▶ About this exercise: Every line of the material that includes the word "prefix" is to be shown.

▶ Provided information:
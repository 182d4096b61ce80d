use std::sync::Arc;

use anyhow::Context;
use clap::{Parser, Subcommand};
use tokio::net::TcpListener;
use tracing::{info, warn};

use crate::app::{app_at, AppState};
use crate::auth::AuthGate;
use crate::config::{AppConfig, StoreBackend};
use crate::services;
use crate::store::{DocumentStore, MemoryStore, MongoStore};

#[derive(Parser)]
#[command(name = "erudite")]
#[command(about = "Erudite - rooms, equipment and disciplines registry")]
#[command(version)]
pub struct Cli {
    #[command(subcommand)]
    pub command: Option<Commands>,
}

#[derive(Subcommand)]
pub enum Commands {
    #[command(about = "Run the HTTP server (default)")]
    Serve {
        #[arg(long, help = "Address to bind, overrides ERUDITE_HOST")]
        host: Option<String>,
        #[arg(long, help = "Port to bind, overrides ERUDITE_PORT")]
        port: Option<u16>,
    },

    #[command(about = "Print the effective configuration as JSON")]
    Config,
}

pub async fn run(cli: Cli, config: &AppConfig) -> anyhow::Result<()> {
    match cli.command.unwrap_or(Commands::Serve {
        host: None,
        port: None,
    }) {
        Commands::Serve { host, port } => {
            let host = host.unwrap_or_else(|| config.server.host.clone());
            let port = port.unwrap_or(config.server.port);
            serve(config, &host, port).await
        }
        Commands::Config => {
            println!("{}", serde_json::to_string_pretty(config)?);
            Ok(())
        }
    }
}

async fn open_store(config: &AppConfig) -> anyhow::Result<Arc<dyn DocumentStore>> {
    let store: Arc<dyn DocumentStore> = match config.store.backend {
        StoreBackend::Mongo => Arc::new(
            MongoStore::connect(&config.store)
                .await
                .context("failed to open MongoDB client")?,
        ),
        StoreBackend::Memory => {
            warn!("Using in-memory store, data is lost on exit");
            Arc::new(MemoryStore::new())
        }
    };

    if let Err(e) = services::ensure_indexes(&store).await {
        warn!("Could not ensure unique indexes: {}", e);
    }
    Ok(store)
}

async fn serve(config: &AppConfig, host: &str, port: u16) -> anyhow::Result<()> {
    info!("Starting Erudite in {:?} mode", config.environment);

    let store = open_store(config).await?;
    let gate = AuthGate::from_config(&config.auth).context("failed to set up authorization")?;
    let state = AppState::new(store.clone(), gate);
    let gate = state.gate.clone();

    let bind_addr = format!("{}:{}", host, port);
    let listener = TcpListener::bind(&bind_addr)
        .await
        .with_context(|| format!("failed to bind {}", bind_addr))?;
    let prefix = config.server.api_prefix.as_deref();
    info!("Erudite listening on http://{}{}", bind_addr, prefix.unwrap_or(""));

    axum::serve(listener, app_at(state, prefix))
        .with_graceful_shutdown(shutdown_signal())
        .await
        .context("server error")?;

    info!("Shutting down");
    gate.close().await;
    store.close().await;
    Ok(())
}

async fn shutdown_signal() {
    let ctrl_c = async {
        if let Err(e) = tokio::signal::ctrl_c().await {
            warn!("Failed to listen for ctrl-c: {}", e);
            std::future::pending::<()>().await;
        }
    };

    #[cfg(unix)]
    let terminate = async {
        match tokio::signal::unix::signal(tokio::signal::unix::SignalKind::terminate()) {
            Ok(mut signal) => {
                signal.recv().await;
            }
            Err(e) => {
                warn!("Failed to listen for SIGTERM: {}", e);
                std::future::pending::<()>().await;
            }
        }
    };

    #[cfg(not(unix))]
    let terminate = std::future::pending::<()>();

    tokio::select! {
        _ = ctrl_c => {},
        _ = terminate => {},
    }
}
==
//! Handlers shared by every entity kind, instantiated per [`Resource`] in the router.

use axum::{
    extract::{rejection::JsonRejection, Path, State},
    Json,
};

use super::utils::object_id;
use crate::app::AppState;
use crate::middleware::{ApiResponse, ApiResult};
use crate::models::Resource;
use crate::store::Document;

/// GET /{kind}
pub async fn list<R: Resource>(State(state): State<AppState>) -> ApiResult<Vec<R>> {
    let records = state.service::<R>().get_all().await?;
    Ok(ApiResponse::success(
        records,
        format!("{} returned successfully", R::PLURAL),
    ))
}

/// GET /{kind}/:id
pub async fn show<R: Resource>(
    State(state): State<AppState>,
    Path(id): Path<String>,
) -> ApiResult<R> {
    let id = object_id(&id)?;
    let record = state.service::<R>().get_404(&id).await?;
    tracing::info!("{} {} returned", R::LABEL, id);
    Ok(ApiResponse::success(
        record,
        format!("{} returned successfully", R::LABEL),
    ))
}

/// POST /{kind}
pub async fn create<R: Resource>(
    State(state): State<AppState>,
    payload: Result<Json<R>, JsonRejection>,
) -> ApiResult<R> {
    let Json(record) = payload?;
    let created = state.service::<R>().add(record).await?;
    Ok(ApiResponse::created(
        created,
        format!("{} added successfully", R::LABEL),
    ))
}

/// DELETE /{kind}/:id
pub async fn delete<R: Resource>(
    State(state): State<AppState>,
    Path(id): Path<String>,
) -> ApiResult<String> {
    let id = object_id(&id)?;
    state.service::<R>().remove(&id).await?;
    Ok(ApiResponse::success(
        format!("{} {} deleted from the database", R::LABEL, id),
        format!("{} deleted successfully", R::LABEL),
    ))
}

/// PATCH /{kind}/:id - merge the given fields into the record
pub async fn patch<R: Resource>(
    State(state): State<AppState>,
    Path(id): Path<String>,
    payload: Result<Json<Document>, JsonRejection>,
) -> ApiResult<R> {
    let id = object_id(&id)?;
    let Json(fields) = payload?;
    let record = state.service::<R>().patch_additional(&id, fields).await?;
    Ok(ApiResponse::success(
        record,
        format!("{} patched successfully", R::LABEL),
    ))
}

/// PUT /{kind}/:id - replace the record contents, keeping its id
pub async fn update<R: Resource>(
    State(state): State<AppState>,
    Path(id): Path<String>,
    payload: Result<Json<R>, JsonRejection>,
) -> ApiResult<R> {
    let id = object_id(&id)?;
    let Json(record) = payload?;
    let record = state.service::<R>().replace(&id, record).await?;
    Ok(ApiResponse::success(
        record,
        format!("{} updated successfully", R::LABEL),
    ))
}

▶ Response area:
    let prefix = config.server.api_prefix.as_deref();
    info!("Erudite listening on http://{}{}", bind_addr, prefix.unwrap_or(""));
    axum::serve(listener, app_at(state, prefix))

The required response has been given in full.